Material for this exercise: Begin

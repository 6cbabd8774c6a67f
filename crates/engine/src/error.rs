use thiserror::Error;

#[derive(Error, Debug)]
pub enum EngineError {
    #[error("Data handler error: {0}")]
    Data(#[from] market_data::DataError),

    #[error("Strategy execution error: {0}")]
    Strategy(#[from] strategies::StrategyError),

    #[error("Portfolio accounting error: {0}")]
    Portfolio(#[from] portfolio::PortfolioError),

    #[error("Execution simulation error: {0}")]
    Execution(#[from] execution::ExecutionError),
}
use super::quiz::QuizQuestion;
use super::video::VideoRecommendation;
use serde::{Deserialize, Serialize};
use thiserror::Error;

/// Максимальная длина темы (в символах, после trim)
pub const MAX_TOPIC_CHARS: usize = 200;

/// Ошибки валидации темы перед отправкой запроса
#[derive(Debug, Clone, PartialEq, Eq, Error)]
pub enum TopicError {
    #[error("Введите тему")]
    Empty,

    #[error("Тема слишком длинная: {0} символов (максимум {max})", max = MAX_TOPIC_CHARS)]
    TooLong(usize),
}

/// Тело запроса POST /api/generate
#[derive(Debug, Clone, PartialEq, Serialize, Deserialize)]
pub struct LearningPathRequest {
    pub topic: String,
    #[serde(default, skip_serializing_if = "Option::is_none")]
    pub user_id: Option<String>,
}

impl LearningPathRequest {
    /// Создать запрос с проверкой темы. Тема обрезается по краям.
    pub fn new(topic: &str, user_id: Option<String>) -> Result<Self, TopicError> {
        let topic = topic.trim();
        if topic.is_empty() {
            return Err(TopicError::Empty);
        }
        let len = topic.chars().count();
        if len > MAX_TOPIC_CHARS {
            return Err(TopicError::TooLong(len));
        }
        Ok(Self {
            topic: topic.to_string(),
            user_id,
        })
    }
}

/// Модуль учебного плана
#[derive(Debug, Clone, PartialEq, Serialize, Deserialize)]
pub struct Module {
    pub title: String,
    #[serde(default)]
    pub subtopics: Vec<String>,
}

/// Результат генерации учебного плана.
///
/// Структура приходит с сервера как есть: клиент её не валидирует и не
/// преобразует, порядок всех списков сохраняется. Отсутствующие списки
/// десериализуются как пустые.
#[derive(Debug, Clone, PartialEq, Serialize, Deserialize)]
pub struct LearningPath {
    #[serde(default, skip_serializing_if = "Option::is_none")]
    pub id: Option<String>,
    pub topic: String,
    #[serde(default)]
    pub modules: Vec<Module>,
    #[serde(default)]
    pub youtube_recommendations: Vec<VideoRecommendation>,
    #[serde(default)]
    pub quiz_questions: Vec<QuizQuestion>,
}

impl LearningPath {
    pub fn is_empty(&self) -> bool {
        self.modules.is_empty()
            && self.youtube_recommendations.is_empty()
            && self.quiz_questions.is_empty()
    }

    /// Общее количество подтем по всем модулям
    pub fn subtopic_count(&self) -> usize {
        self.modules.iter().map(|m| m.subtopics.len()).sum()
    }
}

#[cfg(test)]
mod tests {
    use super::*;
    use serde_json::json;

    #[test]
    fn test_request_trims_topic() {
        let req = LearningPathRequest::new("  Rust ownership \n", None).unwrap();
        assert_eq!(req.topic, "Rust ownership");
        assert_eq!(req.user_id, None);
    }

    #[test]
    fn test_request_rejects_blank_topic() {
        assert_eq!(LearningPathRequest::new("", None), Err(TopicError::Empty));
        assert_eq!(LearningPathRequest::new(" \t ", None), Err(TopicError::Empty));
    }

    #[test]
    fn test_request_rejects_long_topic() {
        let ok = "я".repeat(MAX_TOPIC_CHARS);
        assert!(LearningPathRequest::new(&ok, None).is_ok());

        let long = "я".repeat(MAX_TOPIC_CHARS + 1);
        assert_eq!(
            LearningPathRequest::new(&long, None),
            Err(TopicError::TooLong(MAX_TOPIC_CHARS + 1))
        );
    }

    #[test]
    fn test_request_omits_missing_user_id() {
        let req = LearningPathRequest::new("SQL", None).unwrap();
        assert_eq!(serde_json::to_value(&req).unwrap(), json!({ "topic": "SQL" }));

        let req = LearningPathRequest::new("SQL", Some("u-1".into())).unwrap();
        assert_eq!(
            serde_json::to_value(&req).unwrap(),
            json!({ "topic": "SQL", "user_id": "u-1" })
        );
    }

    #[test]
    fn test_decode_full_response() {
        let body = json!({
            "id": "5b7c",
            "topic": "Python",
            "modules": [
                { "title": "Basics", "subtopics": ["Variables", "Operators"] },
                { "title": "OOP", "subtopics": ["Classes"] }
            ],
            "youtube_recommendations": [
                { "title": "Python Tutorial", "url": "https://youtube.com/watch?v=rfscVS0vtbw", "keywords": ["python"] }
            ],
            "quiz_questions": [
                { "question": "What is Python?", "options": ["A language", "A snake"], "correct_answer": "A language" }
            ]
        });

        let path: LearningPath = serde_json::from_value(body).unwrap();
        assert_eq!(path.id.as_deref(), Some("5b7c"));
        assert_eq!(path.modules.len(), 2);
        assert_eq!(path.modules[0].title, "Basics");
        assert_eq!(path.modules[1].title, "OOP");
        assert_eq!(path.subtopic_count(), 3);
        assert_eq!(path.youtube_recommendations[0].keywords, vec!["python"]);
        assert_eq!(path.quiz_questions[0].correct_answer, "A language");
        assert!(!path.is_empty());
    }

    #[test]
    fn test_decode_missing_lists_as_empty() {
        let path: LearningPath = serde_json::from_value(json!({ "topic": "Go" })).unwrap();
        assert_eq!(path.id, None);
        assert!(path.is_empty());
        assert_eq!(path.subtopic_count(), 0);
    }

    #[test]
    fn test_decode_requires_topic() {
        let res: Result<LearningPath, _> = serde_json::from_value(json!({ "modules": [] }));
        assert!(res.is_err());
    }
}
use axum::body::Bytes;
use axum::extract::State;
use axum::http::{HeaderMap, Method, Uri};
use axum::response::Response;

use crate::shared::upstream::{ProxyError, UpstreamClient};

/// ANY /api/*path
///
/// POST /api/generate, GET /api/learning-path/:id, GET /api/health и всё
/// остальное под /api уходит во внешний сервис генерации
pub async fn forward(
    State(upstream): State<UpstreamClient>,
    method: Method,
    uri: Uri,
    headers: HeaderMap,
    body: Bytes,
) -> Result<Response, ProxyError> {
    upstream
        .forward(method, uri.path(), uri.query(), &headers, body)
        .await
}
pub mod a001_learning_path;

Material for this exercise: End

Nothing but an exact repetition of the entries is expected here.

▸ **Task output**:
repository 6cbabd8774c6a67f
filename crates/engine/src/error.rs
use thiserror::Error;

#[derive(Error, Debug)]
pub enum EngineError {
    #[error("Data handler error: {0}")]
    Data(#[from] market_data::DataError),

    #[error("Strategy execution error: {0}")]
    Strategy(#[from] strategies::StrategyError),

    #[error("Portfolio accounting error: {0}")]
    Portfolio(#[from] portfolio::PortfolioError),

    #[error("Execution simulation error: {0}")]
    Execution(#[from] execution::ExecutionError),
}
use super::quiz::QuizQuestion;
use super::video::VideoRecommendation;
use serde::{Deserialize, Serialize};
use thiserror::Error;

/// Максимальная длина темы (в символах, после trim)
pub const MAX_TOPIC_CHARS: usize = 200;

/// Ошибки валидации темы перед отправкой запроса
#[derive(Debug, Clone, PartialEq, Eq, Error)]
pub enum TopicError {
    #[error("Введите тему")]
    Empty,

    #[error("Тема слишком длинная: {0} символов (максимум {max})", max = MAX_TOPIC_CHARS)]
    TooLong(usize),
}

/// Тело запроса POST /api/generate
#[derive(Debug, Clone, PartialEq, Serialize, Deserialize)]
pub struct LearningPathRequest {
    pub topic: String,
    #[serde(default, skip_serializing_if = "Option::is_none")]
    pub user_id: Option<String>,
}

impl LearningPathRequest {
    /// Создать запрос с проверкой темы. Тема обрезается по краям.
    pub fn new(topic: &str, user_id: Option<String>) -> Result<Self, TopicError> {
        let topic = topic.trim();
        if topic.is_empty() {
            return Err(TopicError::Empty);
        }
        let len = topic.chars().count();
        if len > MAX_TOPIC_CHARS {
            return Err(TopicError::TooLong(len));
        }
        Ok(Self {
            topic: topic.to_string(),
            user_id,
        })
    }
}

/// Модуль учебного плана
#[derive(Debug, Clone, PartialEq, Serialize, Deserialize)]
pub struct Module {
    pub title: String,
    #[serde(default)]
    pub subtopics: Vec<String>,
}

/// Результат генерации учебного плана.
///
/// Структура приходит с сервера как есть: клиент её не валидирует и не
/// преобразует, порядок всех списков сохраняется. Отсутствующие списки
/// десериализуются как пустые.
#[derive(Debug, Clone, PartialEq, Serialize, Deserialize)]
pub struct LearningPath {
    #[serde(default, skip_serializing_if = "Option::is_none")]
    pub id: Option<String>,
    pub topic: String,
    #[serde(default)]
    pub modules: Vec<Module>,
    #[serde(default)]
    pub youtube_recommendations: Vec<VideoRecommendation>,
    #[serde(default)]
    pub quiz_questions: Vec<QuizQuestion>,
}

impl LearningPath {
    pub fn is_empty(&self) -> bool {
        self.modules.is_empty()
            && self.youtube_recommendations.is_empty()
            && self.quiz_questions.is_empty()
    }

    /// Общее количество подтем по всем модулям
    pub fn subtopic_count(&self) -> usize {
        self.modules.iter().map(|m| m.subtopics.len()).sum()
    }
}

#[cfg(test)]
mod tests {
    use super::*;
    use serde_json::json;

    #[test]
    fn test_request_trims_topic() {
        let req = LearningPathRequest::new("  Rust ownership \n", None).unwrap();
        assert_eq!(req.topic, "Rust ownership");
        assert_eq!(req.user_id, None);
    }

    #[test]
    fn test_request_rejects_blank_topic() {
        assert_eq!(LearningPathRequest::new("", None), Err(TopicError::Empty));
        assert_eq!(LearningPathRequest::new(" \t ", None), Err(TopicError::Empty));
    }

    #[test]
    fn test_request_rejects_long_topic() {
        let ok = "я".repeat(MAX_TOPIC_CHARS);
        assert!(LearningPathRequest::new(&ok, None).is_ok());

        let long = "я".repeat(MAX_TOPIC_CHARS + 1);
        assert_eq!(
            LearningPathRequest::new(&long, None),
            Err(TopicError::TooLong(MAX_TOPIC_CHARS + 1))
        );
    }

    #[test]
    fn test_request_omits_missing_user_id() {
        let req = LearningPathRequest::new("SQL", None).unwrap();
        assert_eq!(serde_json::to_value(&req).unwrap(), json!({ "topic": "SQL" }));

        let req = LearningPathRequest::new("SQL", Some("u-1".into())).unwrap();
        assert_eq!(
            serde_json::to_value(&req).unwrap(),
            json!({ "topic": "SQL", "user_id": "u-1" })
        );
    }

    #[test]
    fn test_decode_full_response() {
        let body = json!({
            "id": "5b7c",
            "topic": "Python",
            "modules": [
                { "title": "Basics", "subtopics": ["Variables", "Operators"] },
                { "title": "OOP", "subtopics": ["Classes"] }
            ],
            "youtube_recommendations": [
                { "title": "Python Tutorial", "url": "https://youtube.com/watch?v=rfscVS0vtbw", "keywords": ["python"] }
            ],
            "quiz_questions": [
                { "question": "What is Python?", "options": ["A language", "A snake"], "correct_answer": "A language" }
            ]
        });

        let path: LearningPath = serde_json::from_value(body).unwrap();
        assert_eq!(path.id.as_deref(), Some("5b7c"));
        assert_eq!(path.modules.len(), 2);
        assert_eq!(path.modules[0].title, "Basics");
        assert_eq!(path.modules[1].title, "OOP");
        assert_eq!(path.subtopic_count(), 3);
        assert_eq!(path.youtube_recommendations[0].keywords, vec!["python"]);
        assert_eq!(path.quiz_questions[0].correct_answer, "A language");
        assert!(!path.is_empty());
    }

    #[test]
    fn test_decode_missing_lists_as_empty() {
        let path: LearningPath = serde_json::from_value(json!({ "topic": "Go" })).unwrap();
        assert_eq!(path.id, None);
        assert!(path.is_empty());
        assert_eq!(path.subtopic_count(), 0);
    }

    #[test]
    fn test_decode_requires_topic() {
        let res: Result<LearningPath, _> = serde_json::from_value(json!({ "modules": [] }));
        assert!(res.is_err());
    }
}
use axum::body::Bytes;
use axum::extract::State;
use axum::http::{HeaderMap, Method, Uri};
use axum::response::Response;

use crate::shared::upstream::{ProxyError, UpstreamClient};

/// ANY /api/*path
///
/// POST /api/generate, GET /api/learning-path/:id, GET /api/health и всё
/// остальное под /api уходит во внешний сервис генерации
pub async fn forward(
    State(upstream): State<UpstreamClient>,
    method: Method,
    uri: Uri,
    headers: HeaderMap,
    body: Bytes,
) -> Result<Response, ProxyError> {
    upstream
        .forward(method, uri.path(), uri.query(), &headers, body)
        .await
}
pub mod a001_learning_path;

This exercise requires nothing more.